The data on uninsured voters comes from a series of national surveys conducted between August 6 and October 16, 2018. A total of 7,000 Registered Voters were interviewed by ScottRasmussen.com and HarrisX, a polling company specializing in online surveys (see Methodology). The sample included 524 uninsured voters, 321 who buy their insurance through a government Exchange, and 259 who buy their own insurance in some other manner.
Those who buy their insurance through an Exchange favor Democrats for Congress by a 53% to 28% margin. However, those who buy their own insurance in some other manner favor Republicans by a 41% to 37% margin.
People who get their insurance through the exchanges have a relatively positive view of the U.S. health care system–40% rate it as good or excellent while 29% say poor. However, those who buy their own insurance elsewhere are far less satisfied. Just 23% of these voters rate the health care system as good or excellent while 34% say it’s poor.
One key difference may be that the overwhelming majority of those who use an Exchange are receiving heavily subsidized insurance and paying relatively less out of pocket. It would seem reasonable to assume that those who are paying for the full cost of their individual coverage would be less pleased with the health care system.
Republican support among the uninsured may also be connected to the elimination of the individual mandate last December. Data released prior to the repeal of the mandate showed that 15 million Americans would opt out of buying the full-level of coverage required by Obamacare.

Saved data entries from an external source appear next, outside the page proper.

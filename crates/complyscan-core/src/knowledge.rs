//! Compliance knowledge base
//!
//! Maps each issue category to the regulations that govern it, a short
//! explanation and an audit recommendation. The category order is also the
//! classifier's label order, so index `i` of the model output is
//! `KnowledgeBase::labels()[i]`.

use crate::error::{Error, Result};
use serde::{Deserialize, Serialize};
use std::collections::{HashMap, HashSet};
use std::path::Path;

/// Explanation returned for categories missing from the taxonomy
pub const FALLBACK_EXPLANATION: &str = "暂无该问题类别的详细解释。";

/// Recommendation returned for categories missing from the taxonomy
pub const FALLBACK_RECOMMENDATION: &str = "建议咨询专业合规顾问进行进一步评估。";

/// A named regulation plus the clauses that apply
#[derive(Debug, Clone, PartialEq, Eq, Serialize, Deserialize)]
pub struct RegulationEntry {
    pub name: String,
    #[serde(default)]
    pub clauses: Vec<String>,
}

impl RegulationEntry {
    pub fn new(name: impl Into<String>, clauses: &[&str]) -> Self {
        Self {
            name: name.into(),
            clauses: clauses.iter().map(|c| c.to_string()).collect(),
        }
    }

    /// Single display string: the name followed by `、`-joined clauses
    pub fn flatten(&self) -> String {
        if self.clauses.is_empty() {
            self.name.clone()
        } else {
            format!("{}{}", self.name, self.clauses.join("、"))
        }
    }
}

/// Everything the knowledge base knows about one category
#[derive(Debug, Clone, PartialEq, Eq, Serialize, Deserialize)]
pub struct IssueCategory {
    pub name: String,
    pub regulations: Vec<RegulationEntry>,
    pub explanation: String,
    pub recommendation: String,
}

/// Lookup result; borrowed from the knowledge base
#[derive(Debug, Clone, Copy, PartialEq, Eq)]
pub struct CategoryGuidance<'a> {
    pub regulations: &'a [RegulationEntry],
    pub explanation: &'a str,
    pub recommendation: &'a str,
}

impl CategoryGuidance<'_> {
    /// Regulations flattened to display strings, in taxonomy order
    pub fn flattened_regulations(&self) -> Vec<String> {
        self.regulations.iter().map(RegulationEntry::flatten).collect()
    }
}

#[derive(Debug, Deserialize)]
struct TaxonomyFile {
    categories: Vec<IssueCategory>,
}

/// Immutable category -> guidance table
#[derive(Debug, Clone)]
pub struct KnowledgeBase {
    categories: Vec<IssueCategory>,
    index: HashMap<String, usize>,
}

impl KnowledgeBase {
    /// The built-in compliance taxonomy
    pub fn builtin() -> Self {
        Self::indexed(builtin_categories())
    }

    /// Build from an explicit category list, validating it
    pub fn from_categories(categories: Vec<IssueCategory>) -> Result<Self> {
        if categories.is_empty() {
            return Err(Error::config("taxonomy must contain at least one category"));
        }

        let mut seen = HashSet::new();
        for category in &categories {
            if category.name.trim().is_empty() {
                return Err(Error::config("taxonomy category with empty name"));
            }
            if !seen.insert(category.name.as_str()) {
                return Err(Error::config(format!(
                    "duplicate taxonomy category: {}",
                    category.name
                )));
            }
            if category.explanation.trim().is_empty() || category.recommendation.trim().is_empty()
            {
                return Err(Error::config(format!(
                    "category '{}' needs an explanation and a recommendation",
                    category.name
                )));
            }
            if category.regulations.is_empty() {
                return Err(Error::config(format!(
                    "category '{}' must list at least one regulation",
                    category.name
                )));
            }
        }

        Ok(Self::indexed(categories))
    }

    fn indexed(categories: Vec<IssueCategory>) -> Self {
        let index = categories
            .iter()
            .enumerate()
            .map(|(i, c)| (c.name.clone(), i))
            .collect();

        Self { categories, index }
    }

    /// Load an operator-supplied taxonomy from YAML
    ///
    /// ```yaml
    /// categories:
    ///   - name: 财务合规
    ///     regulations:
    ///       - name: 《中华人民共和国会计法》
    ///         clauses: [第二十五条]
    ///     explanation: ...
    ///     recommendation: ...
    /// ```
    pub fn from_yaml_file(path: impl AsRef<Path>) -> Result<Self> {
        let path = path.as_ref();
        let content = std::fs::read_to_string(path)?;
        let file: TaxonomyFile = serde_yaml::from_str(&content).map_err(|e| {
            Error::config(format!("invalid taxonomy {}: {}", path.display(), e))
        })?;
        let kb = Self::from_categories(file.categories)?;
        tracing::info!(
            "Loaded {} taxonomy categories from {}",
            kb.len(),
            path.display()
        );
        Ok(kb)
    }

    /// Category guidance; unknown names yield the fallback strings
    pub fn lookup(&self, category: &str) -> CategoryGuidance<'_> {
        match self.index.get(category) {
            Some(&i) => {
                let c = &self.categories[i];
                CategoryGuidance {
                    regulations: &c.regulations,
                    explanation: &c.explanation,
                    recommendation: &c.recommendation,
                }
            }
            None => {
                tracing::debug!("Unknown issue category: {}", category);
                CategoryGuidance {
                    regulations: &[],
                    explanation: FALLBACK_EXPLANATION,
                    recommendation: FALLBACK_RECOMMENDATION,
                }
            }
        }
    }

    /// Category names in label order
    pub fn labels(&self) -> Vec<String> {
        self.categories.iter().map(|c| c.name.clone()).collect()
    }

    pub fn len(&self) -> usize {
        self.categories.len()
    }

    pub fn is_empty(&self) -> bool {
        self.categories.is_empty()
    }
}

impl Default for KnowledgeBase {
    fn default() -> Self {
        Self::builtin()
    }
}

fn category(
    name: &str,
    regulations: Vec<RegulationEntry>,
    explanation: &str,
    recommendation: &str,
) -> IssueCategory {
    IssueCategory {
        name: name.to_string(),
        regulations,
        explanation: explanation.to_string(),
        recommendation: recommendation.to_string(),
    }
}

fn builtin_categories() -> Vec<IssueCategory> {
    vec![
        category(
            "财务合规",
            vec![
                RegulationEntry::new("《中华人民共和国会计法》", &["第九条", "第二十五条", "第二十六条"]),
                RegulationEntry::new("《企业内部控制基本规范》", &["第五条", "第二十八条"]),
            ],
            "企业的会计核算、财务报告或资金管理可能存在不符合会计法规和内部控制要求的情形，如虚列收支、账外设账或财务信息披露不实。",
            "核查会计凭证与账簿的真实性和完整性，梳理资金审批流程，完善财务内部控制并定期开展内部审计。",
        ),
        category(
            "税务合规",
            vec![
                RegulationEntry::new("《中华人民共和国税收征收管理法》", &["第二十五条", "第六十三条"]),
                RegulationEntry::new("《中华人民共和国企业所得税法》", &["第八条", "第十条"]),
                RegulationEntry::new("《中华人民共和国发票管理办法》", &["第二十一条"]),
            ],
            "企业在纳税申报、发票开具或税前扣除方面可能存在少缴、漏缴税款或虚开发票的风险。",
            "复核近三年纳税申报与发票台账，确认税前扣除凭证合规，必要时主动补缴并与主管税务机关沟通。",
        ),
        category(
            "劳动用工合规",
            vec![
                RegulationEntry::new("《中华人民共和国劳动法》", &["第三十六条", "第四十四条"]),
                RegulationEntry::new("《中华人民共和国劳动合同法》", &["第十条", "第三十八条", "第八十二条"]),
                RegulationEntry::new("《社会保险法》", &["第五十八条"]),
            ],
            "企业在劳动合同签订、工时与加班、工资支付或社会保险缴纳方面可能违反劳动法律规定。",
            "全面核对劳动合同签订情况和社保缴纳记录，规范加班审批与工资发放，建立劳动争议预防机制。",
        ),
        category(
            "数据与隐私保护",
            vec![
                RegulationEntry::new("《中华人民共和国个人信息保护法》", &["第十三条", "第五十一条"]),
                RegulationEntry::new("《中华人民共和国数据安全法》", &["第二十七条"]),
                RegulationEntry::new("《中华人民共和国网络安全法》", &["第四十一条", "第四十二条"]),
            ],
            "企业收集、存储、使用或对外提供个人信息和重要数据的方式可能缺乏合法依据或安全保障措施。",
            "开展个人信息处理活动盘点和影响评估，完善告知同意机制，落实数据分类分级与访问控制。",
        ),
        category(
            "知识产权",
            vec![
                RegulationEntry::new("《中华人民共和国著作权法》", &["第五十二条", "第五十三条"]),
                RegulationEntry::new("《中华人民共和国专利法》", &["第十一条", "第六十五条"]),
                RegulationEntry::new("《中华人民共和国商标法》", &["第五十七条"]),
            ],
            "企业的产品、宣传材料或软件使用可能侵犯他人的著作权、专利权或商标权，或自身知识产权保护不足。",
            "梳理在用软件授权与第三方素材来源，开展专利与商标检索，及时对核心成果申请知识产权保护。",
        ),
        category(
            "合同管理",
            vec![
                RegulationEntry::new("《中华人民共和国民法典》", &["第四百六十五条", "第五百零九条", "第五百七十七条"]),
            ],
            "合同的订立、履行或变更过程可能存在条款缺失、审批不严或违约风险。",
            "建立合同分级审批与台账管理制度，重点审查付款、违约责任和争议解决条款，跟踪合同履行节点。",
        ),
        category(
            "反商业贿赂",
            vec![
                RegulationEntry::new("《中华人民共和国反不正当竞争法》", &["第七条", "第十九条"]),
                RegulationEntry::new("《中华人民共和国刑法》", &["第一百六十三条", "第一百六十四条"]),
            ],
            "业务往来中可能存在以回扣、礼品或其他利益输送方式谋取交易机会或竞争优势的行为。",
            "审查销售费用、佣金及招待支出的真实性，建立礼品与招待登记制度，开展反腐败合规培训。",
        ),
        category(
            "消费者权益保护",
            vec![
                RegulationEntry::new("《中华人民共和国消费者权益保护法》", &["第八条", "第二十条", "第五十五条"]),
                RegulationEntry::new("《中华人民共和国广告法》", &["第四条", "第二十八条"]),
            ],
            "企业的商品或服务在质量、信息披露、价格标示或售后处理方面可能损害消费者合法权益。",
            "核查商品宣传与实际质量的一致性，规范价格标示和退换货流程，建立投诉快速响应机制。",
        ),
        category(
            "环境保护合规",
            vec![
                RegulationEntry::new("《中华人民共和国环境保护法》", &["第四十二条", "第五十九条"]),
                RegulationEntry::new("《中华人民共和国环境影响评价法》", &["第十六条"]),
            ],
            "企业的生产经营活动可能存在超标排放、未批先建或环保设施运行不正常等环境违法风险。",
            "核对排污许可与环评批复，定期监测排放数据，确保环保设施正常运行并留存运行记录。",
        ),
        category(
            "反垄断合规",
            vec![
                RegulationEntry::new("《中华人民共和国反垄断法》", &["第十七条", "第二十二条", "第二十六条"]),
            ],
            "企业可能与竞争者达成价格或市场划分协议，或滥用市场支配地位，亦可能存在未依法申报的经营者集中。",
            "审查与竞争对手的沟通和合作协议，评估市场地位与定价策略，对并购交易进行经营者集中申报评估。",
        ),
        category(
            "安全生产合规",
            vec![
                RegulationEntry::new("《中华人民共和国安全生产法》", &["第四条", "第二十一条", "第四十一条"]),
            ],
            "企业可能未落实安全生产责任制、隐患排查治理或从业人员安全培训等法定义务。",
            "健全全员安全生产责任制，定期开展隐患排查与应急演练，完善安全培训和特种作业持证管理。",
        ),
    ]
}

The Trump Administration has recently issued rules making it possible for such people to buy more affordable and less comprehensive coverage.
Among those who receive health insurance from their employer, Democrats are favored by a 41% to 37% margin on the Generic Congressional Ballot. The numbers are similar for those on Medicare (43% Democrat, 37% Republican). Those on Medicaid strongly favor the Democrats by a 47% to 23% margin. Put it all together and the group most supportive of Democrats are those who buy insurance on the Obamacare Exchanges. Those who are most supportive of Republicans are those who buy insurance on their own.
Given that the survey data was collected over two months, some of the voting intentions may have shifted slightly as the campaign progressed. Additionally, this study makes no effort to measure Likely Voters.
The margin of error for data on uninsured voters is +/- 4.4 percentage points with a 95% level of confidence. For data on those who buy insurance through the Exchanges, it is +/- 5.6 percentage points. For those who buy insurance on their own, it’s +/-6.2 percentage points.